Wall Street’s worst week in two years is creating anxiety that more losses are ahead for investors.

Russell Investments’ Douglas Gordon suggested recently that feeling may be justified. He contended an unusual phenomenon is creating near-term challenges for the stock market.

“You’ve got late stage in the expansion where you’ve got tightening monetary policy. But you’ve got stimulative fiscal policy concurrent with that. That’s not only rare, that’s almost unheard of,” the firm’s senior portfolio manager told CNBC’s “Trading Nation” this week.

“That kind of one foot on the gas [and] one foot on the brake concurrently is going to make for a unique market,” he added.

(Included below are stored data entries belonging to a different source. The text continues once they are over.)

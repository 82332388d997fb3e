//! Core processing modules
//!
//! Contains the utterance classifier, its grammar table and the text
//! normalization it relies on.

pub mod classifier;
pub mod grammar;
pub mod text_normalizer;

pub use classifier::{classify, Classifier, Utterance};
pub use grammar::Grammar;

Gordon attributes rising 10-Year Treasury Note yields, and the potential for a Federal Reserve policy error, as the main catalysts behind what could soon put the markets in textbook correction territory — which is defined as a 10 percent drop or more.

The threat of rising borrowing costs, and the potential for an overreaction by a Fed that may soon hike interest rates, is stirring widespread angst among investors.

“It’s [high yields] going to put some pressure on the forward expectation around companies’ earnings,” he noted.

His comments came as stocks were tanking, and volatility was hitting its highest level since the 2016 presidential election.

Gordon, whose firm has $296 billion in assets under management, is urging investors to stay well-diversified and nimble.

“There is going to be an opportunity to buy the dip,” Gordon said.